As the fight against Coronavirus pandemic in Nigeria gets bolder, two technicians, Williams Gyang and Nura Jibril, have repaired two faulty ventilators belonging to the Jos University Teaching Hospital, JUTH, Plateau State.

DAILY NIGERIAN reports that Mr Gyang is a diploma holder working with the state Radio and Television station as electrical engineer, while Mr Jibril is self-employed.

The JUTH Chief Medical Director, CMD, Dr Edward Banwat, who confirmed the development at a press briefing on Thursday in Jos, said that fixing the ventilators would go a long way in the fight against Coronavirus.

According to the CMD, ventilators are now in critical need the world over, in view of its usefulness to the Coronavirus patients.

He said: “A young man, Mr. Williams Gyang, came into my office sometimes last week and said he could fabricate a ventilator.

“We took a look at the ventilators and gave him the go-ahead. After a few days, the ventilators became functional.

“We have put them to test and all the parameters have shown that they are functioning,” the CMD disclosed.

According to him, the hospital had paid for the repairs of another one in Abuja, adding that the hospital now has six functional ventilators.
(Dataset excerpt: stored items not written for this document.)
use std::env;
use std::fmt::Display;
use std::path::{Path, PathBuf};
use std::str::FromStr;

use chrono::Utc;
use quorum_core::models::{ConflictDescriptor, SuggestionConflict, SuggestionMerge, SuggestionState};
use quorum_core::{IdeaId, MergeConfig, MergeService, Suggestion, UserId};
use serde::Serialize;

use crate::error::CliError;

/// Paths and identity resolved once per invocation
pub struct CliContext {
    pub db_path: PathBuf,
    pub config_path: PathBuf,
    actor: Option<String>,
}

impl CliContext {
    pub fn new(db_path: PathBuf, config_path: PathBuf, cli_actor: Option<String>) -> Self {
        Self {
            db_path,
            config_path,
            actor: cli_actor.or_else(|| env::var("QUORUM_ACTOR").ok()),
        }
    }

    pub fn open_service(&self) -> Result<MergeService, CliError> {
        open_service(&self.db_path, &self.config_path)
    }

    /// The acting user, required by every command that writes
    pub fn actor(&self) -> Result<UserId, CliError> {
        let raw = self
            .actor
            .as_deref()
            .filter(|value| !value.trim().is_empty())
            .ok_or(CliError::MissingActor)?;
        parse_id("user", raw)
    }
}

pub fn resolve_db_path(cli_db_path: Option<PathBuf>) -> PathBuf {
    cli_db_path
        .or_else(|| env::var_os("QUORUM_DB_PATH").map(PathBuf::from))
        .unwrap_or_else(default_db_path)
}

pub fn default_db_path() -> PathBuf {
    dirs::data_local_dir()
        .unwrap_or_else(|| PathBuf::from("."))
        .join("quorum")
        .join("quorum.db")
}

pub fn resolve_config_path(cli_config_path: Option<PathBuf>) -> PathBuf {
    cli_config_path
        .or_else(|| env::var_os("QUORUM_CONFIG").map(PathBuf::from))
        .unwrap_or_else(default_config_path)
}

pub fn default_config_path() -> PathBuf {
    dirs::config_dir()
        .unwrap_or_else(|| PathBuf::from("."))
        .join("quorum")
        .join("config.json")
}

pub fn open_service(db_path: &Path, config_path: &Path) -> Result<MergeService, CliError> {
    let config = MergeConfig::load_from_path(config_path)?;
    Ok(MergeService::open(db_path, config)?)
}

/// Parse a user-supplied identifier, naming the kind of ID in errors
pub fn parse_id<T>(kind: &'static str, raw: &str) -> Result<T, CliError>
where
    T: FromStr,
    T::Err: Display,
{
    let trimmed = raw.trim();
    if trimmed.is_empty() {
        return Err(CliError::EmptyId(kind));
    }
    trimmed.parse().map_err(|_| CliError::InvalidId {
        kind,
        value: trimmed.to_string(),
    })
}

pub fn parse_ids<T>(kind: &'static str, raw: &[String]) -> Result<Vec<T>, CliError>
where
    T: FromStr,
    T::Err: Display,
{
    raw.iter().map(|value| parse_id(kind, value)).collect()
}

/// Fail unless `actor` owns `idea`
pub fn ensure_can_act(
    service: &MergeService,
    actor: &UserId,
    idea: &IdeaId,
) -> Result<(), CliError> {
    if service.can_act(actor, idea)? {
        Ok(())
    } else {
        Err(CliError::Forbidden {
            actor: actor.to_string(),
            idea: idea.to_string(),
        })
    }
}

/// Join positional words into one trimmed text
pub fn normalize_content(parts: &[String]) -> Option<String> {
    let joined = parts.join(" ");
    let trimmed = joined.trim();
    if trimmed.is_empty() {
        None
    } else {
        Some(trimmed.to_string())
    }
}

pub fn print_json<T: Serialize + ?Sized>(value: &T) -> Result<(), CliError> {
    println!("{}", serde_json::to_string_pretty(value)?);
    Ok(())
}

pub fn short_id(id: &impl Display) -> String {
    id.to_string().chars().take(13).collect()
}

pub fn preview(content: &str, max_chars: usize) -> String {
    let first_line = content.lines().next().unwrap_or("").trim();
    let collapsed = first_line.split_whitespace().collect::<Vec<_>>().join(" ");

    if collapsed.chars().count() <= max_chars {
        collapsed
    } else {
        let take_len = max_chars.saturating_sub(3);
        let mut truncated = collapsed.chars().take(take_len).collect::<String>();
        truncated.push_str("...");
        truncated
    }
}

pub fn format_relative_time(timestamp_ms: i64, now_ms: i64) -> String {
    let diff = now_ms.saturating_sub(timestamp_ms);
    let minute = 60_000;
    let hour = 60 * minute;
    let day = 24 * hour;

    if diff < minute {
        "just now".to_string()
    } else if diff < hour {
        format!("{}m ago", diff / minute)
    } else if diff < day {
        format!("{}h ago", diff / hour)
    } else {
        format!("{}d ago", diff / day)
    }
}

pub fn state_label(state: &SuggestionState) -> &'static str {
    if state.is_merged() {
        "merged"
    } else {
        state.name()
    }
}

pub fn format_suggestion_lines(suggestions: &[Suggestion]) -> Vec<String> {
    let now_ms = Utc::now().timestamp_millis();
    suggestions
        .iter()
        .map(|suggestion| {
            let id = short_id(&suggestion.id);
            let kind = suggestion.kind.as_str();
            let state = state_label(&suggestion.state);
            let content = preview(&suggestion.content, 40);
            let relative_time = format_relative_time(suggestion.created_at, now_ms);
            let marker = if suggestion.is_reply() { "↳ " } else { "" };
            format!("{id:<13}  {kind:<11}  {state:<8}  {marker}{content:<40}  {relative_time}")
        })
        .collect()
}

pub fn format_descriptor_line(descriptor: &ConflictDescriptor) -> String {
    match descriptor {
        ConflictDescriptor::ContentOverlap {
            first,
            second,
            similarity,
            ..
        } => format!(
            "overlap   {} ~ {}  similarity {similarity:.2}",
            short_id(first),
            short_id(second)
        ),
        ConflictDescriptor::LogicalConflict {
            positive_count,
            negative_count,
            ..
        } => format!("logical   {positive_count} additive vs {negative_count} subtractive"),
    }
}

pub fn format_conflict_lines(conflicts: &[SuggestionConflict]) -> Vec<String> {
    let now_ms = Utc::now().timestamp_millis();
    conflicts
        .iter()
        .map(|conflict| {
            format!(
                "{}  {} ~ {}  {}  {}",
                conflict.id,
                short_id(&conflict.suggestion_1_id),
                short_id(&conflict.suggestion_2_id),
                conflict.conflict_type.as_str(),
                format_relative_time(conflict.created_at, now_ms)
            )
        })
        .collect()
}

pub fn format_merge_lines(merges: &[SuggestionMerge]) -> Vec<String> {
    let now_ms = Utc::now().timestamp_millis();
    merges
        .iter()
        .map(|merge| {
            let conflicts = if merge.has_conflicts { "  (had conflicts)" } else { "" };
            format!(
                "{}  {:<6}  {}  {}{conflicts}",
                short_id(&merge.id),
                merge.merge_type.as_str(),
                merge.merge_summary,
                format_relative_time(merge.created_at, now_ms)
            )
        })
        .collect()
}
use std::fs;
use std::io::{self, Write};
use std::path::Path;

use clap::CommandFactory;
use clap_complete::{generate, Shell};

use crate::cli::{Cli, CompletionShell};
use crate::error::CliError;

const BIN_NAME: &str = "quorum";

impl From<CompletionShell> for Shell {
    fn from(shell: CompletionShell) -> Self {
        match shell {
            CompletionShell::Bash => Self::Bash,
            CompletionShell::Zsh => Self::Zsh,
            CompletionShell::Fish => Self::Fish,
            CompletionShell::PowerShell => Self::PowerShell,
        }
    }
}

/// Write the completion script to `output_path`, or stdout when absent
pub fn run_completions(shell: CompletionShell, output_path: Option<&Path>) -> Result<(), CliError> {
    let script = render_completions(shell);

    match output_path {
        Some(path) => {
            if let Some(parent) = path.parent().filter(|p| !p.as_os_str().is_empty()) {
                fs::create_dir_all(parent)?;
            }
            fs::write(path, &script)?;
            tracing::debug!(shell = ?shell, path = %path.display(), "Wrote completion script");
            println!("{}", path.display());
        }
        None => io::stdout().lock().write_all(&script)?,
    }

    Ok(())
}

pub fn render_completions(shell: CompletionShell) -> Vec<u8> {
    let mut script = Vec::new();
    generate(Shell::from(shell), &mut Cli::command(), BIN_NAME, &mut script);
    script
}
//! Merge record repository

use crate::error::Result;
use crate::models::{IdeaId, MergeId, SuggestionMerge};
use rusqlite::{params, Connection, OptionalExtension, Row};

use super::{json_column, parse_column};

const SELECT_COLUMNS: &str = "SELECT id, idea_id, merged_by, merged_suggestions, merge_summary,
        changes_applied, merge_type, has_conflicts, conflict_resolution, created_at
    FROM suggestion_merges";

/// Trait for merge record storage
///
/// Merge records are append-only; there is no update or delete.
pub trait MergeRepository {
    fn insert(&self, merge: &SuggestionMerge) -> Result<()>;

    fn get(&self, id: &MergeId) -> Result<Option<SuggestionMerge>>;

    /// Merge history of an idea, newest first
    fn list_for_idea(&self, idea_id: &IdeaId) -> Result<Vec<SuggestionMerge>>;
}

/// `SQLite` implementation of `MergeRepository`
pub struct SqliteMergeRepository<'a> {
    conn: &'a Connection,
}

impl<'a> SqliteMergeRepository<'a> {
    pub const fn new(conn: &'a Connection) -> Self {
        Self { conn }
    }

    fn parse_merge(row: &Row<'_>) -> rusqlite::Result<SuggestionMerge> {
        let conflict_resolution: Option<String> = row.get(8)?;
        let conflict_resolution = conflict_resolution
            .map(|raw| {
                serde_json::from_str(&raw).map_err(|error| {
                    rusqlite::Error::FromSqlConversionFailure(
                        8,
                        rusqlite::types::Type::Text,
                        Box::new(error),
                    )
                })
            })
            .transpose()?;

        Ok(SuggestionMerge {
            id: parse_column(row, 0)?,
            idea_id: parse_column(row, 1)?,
            merged_by: parse_column(row, 2)?,
            merged_suggestions: json_column(row, 3)?,
            merge_summary: row.get(4)?,
            changes_applied: json_column(row, 5)?,
            merge_type: parse_column(row, 6)?,
            has_conflicts: row.get(7)?,
            conflict_resolution,
            created_at: row.get(9)?,
        })
    }
}

impl MergeRepository for SqliteMergeRepository<'_> {
    fn insert(&self, merge: &SuggestionMerge) -> Result<()> {
        let conflict_resolution = merge
            .conflict_resolution
            .as_ref()
            .map(serde_json::to_string)
            .transpose()?;

        self.conn.execute(
            "INSERT INTO suggestion_merges (id, idea_id, merged_by, merged_suggestions,
                merge_summary, changes_applied, merge_type, has_conflicts, conflict_resolution,
                created_at)
             VALUES (?, ?, ?, ?, ?, ?, ?, ?, ?, ?)",
            params![
                merge.id.as_str(),
                merge.idea_id.as_str(),
                merge.merged_by.as_str(),
                serde_json::to_string(&merge.merged_suggestions)?,
                merge.merge_summary,
                serde_json::to_string(&merge.changes_applied)?,
                merge.merge_type.as_str(),
                merge.has_conflicts,
                conflict_resolution,
                merge.created_at,
            ],
        )?;
        Ok(())
    }

    fn get(&self, id: &MergeId) -> Result<Option<SuggestionMerge>> {
        let sql = format!("{SELECT_COLUMNS} WHERE id = ?");
        Ok(self
            .conn
            .query_row(&sql, params![id.as_str()], Self::parse_merge)
            .optional()?)
    }

    fn list_for_idea(&self, idea_id: &IdeaId) -> Result<Vec<SuggestionMerge>> {
        // UUID v7 ids sort by creation time, breaking ties within one millisecond
        let sql = format!("{SELECT_COLUMNS} WHERE idea_id = ? ORDER BY created_at DESC, id DESC");
        let mut stmt = self.conn.prepare(&sql)?;
        let merges = stmt
            .query_map(params![idea_id.as_str()], Self::parse_merge)?
            .collect::<rusqlite::Result<Vec<_>>>()?;
        Ok(merges)
    }
}
use crate::commands::common::{normalize_content, parse_id, print_json, CliContext};
use crate::error::CliError;
use quorum_core::IdeaId;

pub fn run_create(ctx: &CliContext, title_parts: &[String], as_json: bool) -> Result<(), CliError> {
    let title = normalize_content(title_parts).ok_or(CliError::EmptyContent)?;
    let actor = ctx.actor()?;
    let service = ctx.open_service()?;
    let idea = service.create_idea(&actor, &title)?;

    if as_json {
        print_json(&idea)?;
    } else {
        println!("{}", idea.id);
    }
    Ok(())
}

pub fn run_show(ctx: &CliContext, idea: &str, as_json: bool) -> Result<(), CliError> {
    let idea_id: IdeaId = parse_id("idea", idea)?;
    let service = ctx.open_service()?;
    let idea = service
        .get_idea(&idea_id)?
        .ok_or_else(|| CliError::NotFound(format!("Idea {idea_id}")))?;

    if as_json {
        print_json(&idea)?;
    } else {
        println!("{}  {}", idea.id, idea.title);
        println!("owner: {}", idea.author_id);
    }
    Ok(())
}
“We will see how to encourage the two engineers,” he promised.

Narrating how their journey started, one of the engineers, Mr Gyang, told DAILY NIGERIAN that sometimes last week he had approached the JUTH management for an opportunity to fabricate a ventilator, which the management obliged.

According to him, the management, however, offered to try them with a repairs of the three faulty ventilators, which they did.

“After the outbreak of Coronavirus, I heard about ventilators and their scarcity across the globe. I made a research on it and attempted to fabricate one.

“I then came and talked to the management of JUTH. I was taken to where some faulty ventilators were and were offered to repair two for a trial.

“I called my friend and we worked on a particular one and fixed it. We also fixed the second one thereafter.

“We will keep on working to see that we could at least fix others and possibly fabricate one.

“We are not trained on ventilators, but we gave a trial and fixed these ones in about five days. We feel happy that at least some thing was achieved,” said engineer Jibril.